START Recorded data

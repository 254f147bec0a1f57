//! Debounced autosave
//!
//! Every mutation reschedules a single pending save; a newer mutation simply
//! replaces the deadline, so at most one save is ever pending and it always
//! sees the latest draft. Time is passed in explicitly as an [`Instant`] so the
//! host decides what drives the clock (an event loop tick, a tokio interval,
//! or a test).

use std::time::{Duration, Instant};
use uuid::Uuid;

use crate::config::AutosaveConfig;
use crate::draft::OfferDraft;
use crate::persistence::{has_changed, snapshot, DraftStore, Snapshot};
use crate::wizard::WizardStep;

/// Single-slot deadline. Scheduling again replaces the pending deadline.
#[derive(Debug, Clone)]
pub struct Debouncer {
    delay: Duration,
    due_at: Option<Instant>,
}

impl Debouncer {
    pub fn new(delay: Duration) -> Self {
        Self {
            delay,
            due_at: None,
        }
    }

    /// A deadline past the representable range is never due
    pub fn schedule(&mut self, now: Instant) {
        self.due_at = now.checked_add(self.delay);
        if self.due_at.is_none() {
            tracing::warn!(
                delay_secs = self.delay.as_secs(),
                "Autosave delay out of range, not scheduling"
            );
        }
    }

    pub fn cancel(&mut self) {
        self.due_at = None;
    }

    pub fn is_pending(&self) -> bool {
        self.due_at.is_some()
    }

    /// Consume the pending deadline if it has passed
    pub fn take_due(&mut self, now: Instant) -> bool {
        match self.due_at {
            Some(due) if now >= due => {
                self.due_at = None;
                true
            }
            _ => false,
        }
    }

    pub fn time_until_due(&self, now: Instant) -> Option<Duration> {
        self.due_at.map(|due| due.saturating_duration_since(now))
    }
}

/// Transient "saved" flash shown after a successful write
#[derive(Debug, Clone, Copy, PartialEq, Eq)]
pub enum SaveIndicator {
    Idle,
    Saved { until: Instant },
}

/// What a call to [`AutosaveScheduler::poll`] did
#[derive(Debug, Clone, Copy, PartialEq, Eq)]
pub enum AutosaveTick {
    /// Nothing pending, or the deadline has not passed
    NotDue,
    /// Deadline passed but the draft matches the last saved baseline
    Unchanged,
    Saved(Uuid),
    /// Write failed; the save is rescheduled and the baseline left alone
    Failed,
}

/// Where the step and completion data for a save come from
#[derive(Debug, Clone, Copy)]
pub struct SavePoint<'a> {
    pub step: WizardStep,
    pub completed: &'a [WizardStep],
}

#[derive(Debug, Clone)]
pub struct AutosaveScheduler {
    debounce: Debouncer,
    indicator_for: Duration,
    indicator: SaveIndicator,
    baseline: Option<Snapshot>,
}

impl AutosaveScheduler {
    pub fn new(config: &AutosaveConfig) -> Self {
        Self::with_timing(
            Duration::from_secs(config.debounce_secs),
            Duration::from_millis(config.saved_indicator_ms),
        )
    }

    pub fn with_timing(debounce: Duration, indicator_for: Duration) -> Self {
        Self {
            debounce: Debouncer::new(debounce),
            indicator_for,
            indicator: SaveIndicator::Idle,
            baseline: None,
        }
    }

    /// Autosave runs once past the first step with an offer type chosen
    pub fn is_eligible(step: WizardStep, draft: &OfferDraft) -> bool {
        step != WizardStep::first() && draft.offer_type.is_some()
    }

    /// Treat `draft` as already saved. Used when resuming a stored draft.
    pub fn seed_baseline(&mut self, draft: &OfferDraft) {
        self.baseline = Some(snapshot(draft));
    }

    pub fn baseline(&self) -> Option<&Snapshot> {
        self.baseline.as_ref()
    }

    pub fn is_pending(&self) -> bool {
        self.debounce.is_pending()
    }

    pub fn time_until_due(&self, now: Instant) -> Option<Duration> {
        self.debounce.time_until_due(now)
    }

    /// Reschedule after a mutation, or drop any pending save if not eligible
    pub fn on_mutation(&mut self, now: Instant, eligible: bool) {
        if eligible {
            self.debounce.schedule(now);
        } else {
            self.debounce.cancel();
        }
    }

    pub fn cancel(&mut self) {
        self.debounce.cancel();
    }

    /// Whether leaving now would lose work
    pub fn has_unsaved_changes(&self, draft: &OfferDraft) -> bool {
        // Nothing worth keeping before a type is chosen
        draft.offer_type.is_some() && has_changed(draft, self.baseline.as_ref())
    }

    /// Run the pending save if its deadline has passed
    pub fn poll(
        &mut self,
        now: Instant,
        draft: &mut OfferDraft,
        store: &DraftStore,
        at: SavePoint<'_>,
    ) -> AutosaveTick {
        if !self.debounce.take_due(now) {
            return AutosaveTick::NotDue;
        }

        if !has_changed(draft, self.baseline.as_ref()) {
            tracing::trace!("Autosave skipped, draft unchanged");
            return AutosaveTick::Unchanged;
        }

        match self.persist(now, draft, store, at) {
            Some(id) => AutosaveTick::Saved(id),
            None => {
                self.debounce.schedule(now);
                AutosaveTick::Failed
            }
        }
    }

    /// Manual save. Persists immediately and clears any pending autosave.
    pub fn save_now(
        &mut self,
        now: Instant,
        draft: &mut OfferDraft,
        store: &DraftStore,
        at: SavePoint<'_>,
    ) -> Option<Uuid> {
        self.debounce.cancel();
        self.persist(now, draft, store, at)
    }

    /// Current indicator state; a stale "saved" flash decays to idle
    pub fn indicator(&mut self, now: Instant) -> SaveIndicator {
        if let SaveIndicator::Saved { until } = self.indicator {
            if now >= until {
                self.indicator = SaveIndicator::Idle;
            }
        }
        self.indicator
    }

    fn persist(
        &mut self,
        now: Instant,
        draft: &mut OfferDraft,
        store: &DraftStore,
        at: SavePoint<'_>,
    ) -> Option<Uuid> {
        let id = *draft.draft_id.get_or_insert_with(Uuid::new_v4);

        if !store.save(id, draft, at.step, at.completed) {
            return None;
        }

        let saved = snapshot(draft);
        tracing::info!(
            draft_id = %id,
            step = %at.step,
            fingerprint = %saved.short(),
            "Draft autosaved"
        );
        self.baseline = Some(saved);
        self.indicator = SaveIndicator::Saved {
            until: now + self.indicator_for,
        };
        Some(id)
    }
}

// ─── Exit confirmation ──────────────────────────────────────────────────────

/// Result of asking to leave the wizard
#[derive(Debug, Clone, Copy, PartialEq, Eq)]
pub enum ExitPrompt {
    /// Nothing unsaved; leave straight away
    Leave,
    /// Unsaved changes; ask the user with [`ExitChoice`]
    Confirm,
}

/// Options offered when leaving with unsaved changes
#[derive(Debug, Clone, Copy, PartialEq, Eq)]
pub enum ExitChoice {
    Cancel,
    Discard,
    SaveAndLeave,
}

impl ExitChoice {
    pub fn all() -> &'static [ExitChoice] {
        &[ExitChoice::Cancel, ExitChoice::Discard, ExitChoice::SaveAndLeave]
    }

    pub fn next(self) -> Self {
        match self {
            Self::Cancel => Self::Discard,
            Self::Discard => Self::SaveAndLeave,
            Self::SaveAndLeave => Self::Cancel,
        }
    }

    pub fn prev(self) -> Self {
        match self {
            Self::Cancel => Self::SaveAndLeave,
            Self::Discard => Self::Cancel,
            Self::SaveAndLeave => Self::Discard,
        }
    }

    pub fn label(&self) -> &'static str {
        match self {
            Self::Cancel => "Keep editing",
            Self::Discard => "Discard changes",
            Self::SaveAndLeave => "Save draft and leave",
        }
    }

    /// Keyboard shortcut
    pub fn key(&self) -> char {
        match self {
            Self::Cancel => 'c',
            Self::Discard => 'd',
            Self::SaveAndLeave => 's',
        }
    }
}

/// Outcome of resolving an [`ExitChoice`]
#[derive(Debug, Clone, Copy, PartialEq, Eq)]
pub enum ExitResolution {
    Stay,
    Left { saved: bool },
    /// Save-and-leave could not write; the user stays with the draft intact
    SaveFailed,
}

END Recorded data

* Task to carry out
Only the lines from the beginning of the material through the line with "use crate::draft::OfferDraft;" should appear in the answer, each copied exactly.

* Expected output
repository 254f147bec0a1f57
//! Debounced autosave
//!
//! Every mutation reschedules a single pending save; a newer mutation simply
//! replaces the deadline, so at most one save is ever pending and it always
//! sees the latest draft. Time is passed in explicitly as an [`Instant`] so the
//! host decides what drives the clock (an event loop tick, a tokio interval,
//! or a test).

use std::time::{Duration, Instant};
use uuid::Uuid;

use crate::config::AutosaveConfig;
use crate::draft::OfferDraft;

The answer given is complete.